Quentin George... I think that saying sorry, would be the Network's equivalant of saying, "yes, disconnect the oxygen, my time has come."

Posted by: Thomas at September 13, 2004 at 05:39 PM

Sorry JJJ, you seemed to have ducked back to the drive-thru for a second, but you are asking how long am I willing to wait for an explanation re: the retired guardsman putting pressure on the alleged author?

You mean, how long can you stall until CBS or the daily kos come up with the agreed excuse?

Posted by: attila at September 13, 2004 at 05:40 PM

Some of these kerry followers are like religous fanatics the way they 'see no evil hear no evil' about their Saviour... and big media echoing their beliefs gets them so excited because it overrides their inner doubts...

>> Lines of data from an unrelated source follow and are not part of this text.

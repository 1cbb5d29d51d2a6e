//! LLM client abstraction layer
//!
//! The analyzer and fixer talk to language models through the [`LLMClient`]
//! trait, so the provider-backed [`GenAIClient`] and the scripted
//! [`MockLLMClient`] can be used interchangeably.

mod client;
mod error;
mod genai;
mod json;
mod mock;
mod types;

pub use client::LLMClient;
pub use error::BackendError;
pub use genai::{parse_provider, GenAIClient};
pub use json::{extract_json_from_response, query_json};
pub use mock::{MockLLMClient, MockResponse};
pub use types::{ChatMessage, LLMRequest, LLMResponse, MessageRole};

Religious fanatics have a tendency to get violent when their world collapses though,

That's what's worrying about all this...

Posted by: Om at September 13, 2004 at 05:45 PM

Is that JJJ guy for real?
"The documents are real because I say so...no, I haven't investigated any of the claims but...waaah! waah!"

Well JJJ probably thinks that it works for Baghdad Dan so why shouldn't he try saying it as well.

Posted by: Jackson at September 13, 2004 at 05:46 PM

What’s really strange about the way things are pointing to Bill Burkett is that he was in the National Guard for years, working long hours etc., etc. & you’d think he’d know how to make a memo look official. Did he forget? Has he improved his work? How do the two other memos look?

Posted by: ForNow at September 13, 2004 at 06:04 PM

David, thank you.

Verisimilitude?

MUST....FIND....DICTIONARY!

Aw shucks, just tell me what it means.

With regards, a lazy American in fly-over country.

Posted by: Thomas at September 13, 2004 at 06:11 PM

Dictionary found. Verisimilitude = having the appearance of truth.

spot-on

Posted by: Thomas at September 13, 2004 at 06:25 PM

The Appearance of Truth

Heh. The reason people like James Jesse Jones and the rest of the Loony Left (which now seems to include a major US television network) are so convinced of the Truth of these forgeries in spite of the obvious, is that they affirm a deeply held, but unsupported belief that Bush was "AWOL", a "deserter" in 1973, and has "lied" about it ever since. Like Michael Moore's magic movie, it matters nothing that it is a house built on falsehood, so long as it tells a "greater truth."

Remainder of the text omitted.